On Tuesday, Diane on the Good Mourning Glory Blog posted some very nice pictures from Ebay auctions of Victorian mourning jewelry that include locks of hair from the deceased. Jewelry and other art and craft work made from hair was very popular in the Victorian era, and as Diane notes, it was not limited to the hair of the deceased or to mourning pieces.
There are number of sites that cover this topic very well. In addition to the Good Mourning Blog at http://seesomethingstrange.blogspot.com/
please visit Victoriana at http://www.victoriana.com/library/harpers/funeral.html
and The Victorian Hairwork Society at http://www.hairworksociety.org/
A lock of hair seems to capture a moment in time. I've seen the lock of hair my mother took from me as a baby, curly and red in a way that it never was again. My wife and I have a couple locks of our daughter's hair. One was taken as soon as her hair got long enough to make a lock, and the other was from the time she tangled up the brush so tightly in her hair that it had to be cut out. We don't look at these locks very often, but they bring back happy memories for us when we do. So, I think I can appreciate how the Victorians felt about an art form that gives most people the creeps today.

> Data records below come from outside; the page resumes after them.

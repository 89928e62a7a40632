//! Column transforms and row filters over a [`StoreTable`].
//!
//! Cleaning operations ([`TransformEngine::apply_row_function`],
//! [`TransformEngine::remap_values`]) rewrite one column of the table in
//! place. Scoping ([`TransformEngine::filter_by_equality`]) copies the
//! matching rows out and leaves its input untouched.

use crate::error::Result;
use crate::table::{Row, StoreTable};
use polars::prelude::*;
use std::collections::HashMap;
use tracing::debug;

/// Mapping from an old categorical value to its replacement.
pub type ValueMap = HashMap<String, String>;

/// Applies cleaning and scoping operations to store tables.
pub struct TransformEngine;

impl TransformEngine {
    /// Overwrite `column` with `f(row)` for every row, in row order.
    ///
    /// `f` sees a snapshot of each row taken before the column is rewritten.
    /// Returns the number of cells whose value changed.
    pub fn apply_row_function<F>(table: &mut StoreTable, column: &str, mut f: F) -> Result<usize>
    where
        F: FnMut(&Row<'_>) -> Result<Option<String>>,
    {
        let rows = table.rows()?;
        let mut values = Vec::with_capacity(rows.len());
        let mut changed = 0;

        for row in rows.iter() {
            let value = f(&row)?;
            if value.as_deref() != row.get(column)? {
                changed += 1;
            }
            values.push(value);
        }

        table.replace_column(column, values)?;
        debug!("Row function rewrote {} cells of '{}'", changed, column);
        Ok(changed)
    }

    /// Replace every value of `column` that is a key of `value_map`.
    ///
    /// Values without an entry, and nulls, are left as they are. Returns the
    /// number of cells replaced.
    pub fn remap_values(
        table: &mut StoreTable,
        column: &str,
        value_map: &ValueMap,
    ) -> Result<usize> {
        let current = table.text_column(column)?;
        let mut replaced = 0;

        let values: Vec<Option<String>> = current
            .into_iter()
            .map(|value| match value {
                Some(old) => match value_map.get(old) {
                    Some(new) => {
                        if new != old {
                            replaced += 1;
                        }
                        Some(new.clone())
                    }
                    None => Some(old.to_string()),
                },
                None => None,
            })
            .collect();

        table.replace_column(column, values)?;
        debug!("Remapped {} values of '{}'", replaced, column);
        Ok(replaced)
    }

    /// Rows whose `column` equals `expected`, as a new table.
    pub fn filter_by_equality(
        table: &StoreTable,
        column: &str,
        expected: &str,
    ) -> Result<StoreTable> {
        let values = table.text_column(column)?;
        let mask: BooleanChunked = values
            .into_iter()
            .map(|value| value == Some(expected))
            .collect();

        let filtered = table.filter_rows(&mask)?;
        debug!(
            "{} of {} rows have {} = '{}'",
            filtered.height(),
            table.height(),
            column,
            expected
        );
        Ok(filtered)
    }
}

/// `row[primary]` when it is non-null, otherwise `row[fallback]`.
///
/// Null when both are null.
pub fn fill_missing(row: &Row<'_>, primary: &str, fallback: &str) -> Result<Option<String>> {
    match row.get(primary)? {
        Some(value) => Ok(Some(value.to_string())),
        None => Ok(row.get(fallback)?.map(str::to_string)),
    }
}

/// A map sending every one of `values` to `canonical`.
pub fn uniform_value_map<I, S>(values: I, canonical: &str) -> ValueMap
where
    I: IntoIterator<Item = S>,
    S: Into<String>,
{
    values
        .into_iter()
        .map(|value| (value.into(), canonical.to_string()))
        .collect()
}

#[cfg(test)]
mod tests {
    use super::*;
    use crate::error::AtlasError;
    use pretty_assertions::assert_eq;

    fn stores() -> StoreTable {
        StoreTable::from_frame(
            df!(
                "Store Number" => &["1", "2", "3", "4"],
                "City" => &[Some("Cairo"), None, Some("Seattle"), None],
                "State/Province" => &[Some("C"), Some("GZ"), Some("WA"), None],
                "Country" => &["EG", "EG", "US", "US"],
                "Brand" => &["Starbucks", "Teavana", "Starbucks", "Coffee House Holdings"],
            )
            .unwrap(),
        )
    }

    fn column(table: &StoreTable, name: &str) -> Vec<Option<String>> {
        table
            .text_column(name)
            .unwrap()
            .into_iter()
            .map(|value| value.map(str::to_string))
            .collect()
    }

    #[test]
    fn test_fill_missing_prefers_primary() {
        let table = stores();
        let rows = table.rows().unwrap();
        let first = rows.get(0).unwrap();
        assert_eq!(
            fill_missing(&first, "City", "State/Province").unwrap(),
            Some("Cairo".to_string())
        );
    }

    #[test]
    fn test_fill_missing_falls_back() {
        let table = StoreTable::from_frame(
            df!("City" => &[None::<&str>], "State/Province" => &["WA"]).unwrap(),
        );
        let rows = table.rows().unwrap();
        let row = rows.get(0).unwrap();
        assert_eq!(
            fill_missing(&row, "City", "State/Province").unwrap(),
            Some("WA".to_string())
        );
    }

    #[test]
    fn test_fill_missing_both_null() {
        let table = stores();
        let rows = table.rows().unwrap();
        let last = rows.get(3).unwrap();
        assert_eq!(fill_missing(&last, "City", "State/Province").unwrap(), None);
    }

    #[test]
    fn test_apply_row_function_fills_city() {
        let mut table = stores();
        let changed = TransformEngine::apply_row_function(&mut table, "City", |row| {
            fill_missing(row, "City", "State/Province")
        })
        .unwrap();

        assert_eq!(changed, 1);
        assert_eq!(
            column(&table, "City"),
            vec![
                Some("Cairo".to_string()),
                Some("GZ".to_string()),
                Some("Seattle".to_string()),
                None,
            ]
        );
        assert_eq!(
            table.column_nulls(),
            vec![
                ("City".to_string(), 1),
                ("State/Province".to_string(), 1),
            ]
        );
    }

    #[test]
    fn test_apply_row_function_unknown_column() {
        let mut table = stores();
        let err = TransformEngine::apply_row_function(&mut table, "Postcode", |_| Ok(None))
            .unwrap_err();
        assert!(matches!(err, AtlasError::ColumnNotFound(name) if name == "Postcode"));
        assert_eq!(table.width(), 5);
    }

    #[test]
    fn test_apply_row_function_propagates_errors() {
        let mut table = stores();
        let err = TransformEngine::apply_row_function(&mut table, "City", |row| {
            fill_missing(row, "City", "Province")
        })
        .unwrap_err();
        assert!(matches!(err, AtlasError::ColumnNotFound(name) if name == "Province"));
        assert_eq!(table.column_nulls()[0], ("City".to_string(), 2));
    }

    #[test]
    fn test_remap_values_collapses_brands() {
        let mut table = stores();
        let brands = table.unique("Brand").unwrap();
        let map = uniform_value_map(brands, "Starbucks");

        let replaced = TransformEngine::remap_values(&mut table, "Brand", &map).unwrap();

        assert_eq!(replaced, 2);
        assert_eq!(table.unique("Brand").unwrap(), vec!["Starbucks"]);
    }

    #[test]
    fn test_remap_values_passes_unmapped_through() {
        let mut table = stores();
        let map: ValueMap = [("Teavana".to_string(), "Tea".to_string())].into();

        TransformEngine::remap_values(&mut table, "Brand", &map).unwrap();
        let once = column(&table, "Brand");
        assert_eq!(
            once,
            vec![
                Some("Starbucks".to_string()),
                Some("Tea".to_string()),
                Some("Starbucks".to_string()),
                Some("Coffee House Holdings".to_string()),
            ]
        );

        let replaced = TransformEngine::remap_values(&mut table, "Brand", &map).unwrap();
        assert_eq!(replaced, 0);
        assert_eq!(column(&table, "Brand"), once);
    }

    #[test]
    fn test_remap_values_keeps_nulls() {
        let mut table = stores();
        let map: ValueMap = [("Cairo".to_string(), "Al Qahirah".to_string())].into();
        TransformEngine::remap_values(&mut table, "City", &map).unwrap();
        assert_eq!(
            column(&table, "City"),
            vec![
                Some("Al Qahirah".to_string()),
                None,
                Some("Seattle".to_string()),
                None,
            ]
        );
    }

    #[test]
    fn test_filter_by_equality_is_non_destructive() {
        let table = stores();
        let before = column(&table, "Store Number");

        let egypt = TransformEngine::filter_by_equality(&table, "Country", "EG").unwrap();

        assert_eq!(egypt.height(), 2);
        assert_eq!(egypt.unique("Store Number").unwrap(), vec!["1", "2"]);
        assert_eq!(table.height(), 4);
        assert_eq!(column(&table, "Store Number"), before);
    }

    #[test]
    fn test_filter_by_equality_no_match() {
        let table = stores();
        let none = TransformEngine::filter_by_equality(&table, "Country", "CN").unwrap();
        assert!(none.is_empty());
        assert_eq!(none.column_names(), table.column_names());
    }

    #[test]
    fn test_filter_by_equality_skips_nulls() {
        let table = stores();
        let seattle = TransformEngine::filter_by_equality(&table, "City", "Seattle").unwrap();
        assert_eq!(seattle.unique("Store Number").unwrap(), vec!["3"]);
    }
}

Locks of hair are still requested by grieving families. Several years ago I worked with a wonderful one. The widow was from the states, but had met her husband in Southeast Asia, where he was a physician. She told me about him as we sat together in the small visitation rooms that were common in the Pacific Northwest where I worked at the time. This vibrant man had worked very hard to earn the funds to pay for his education. His energy and drive took him all over very rough terrain to administer health care to the very poor in his country. This sacrifice had serious consequences and he contracted hepatitis from a needle prick in the course of his work. Another sacrifice he made was for his wife. They returned to her home in Portland, but his credentials were never recognized in this country, and this man who had worked so hard to be a doctor had to look for other work. The couple were nonetheless very active in working for the causes they believed in, even while he was losing his weight and energy, and eventually his life, to the cancer that followed his hepatitis.
I was fortunate enough to spend several hours on both of the visitation days that we held for this man at the funeral home, mostly hearing about his strength, sacrifice, and the love shared by the two of them. At the end of the second day before his casket would be closed and his cremation would take place, she asked me for a lock of his rich black hair. "It's the only thing about him that the illness didn't change." she said.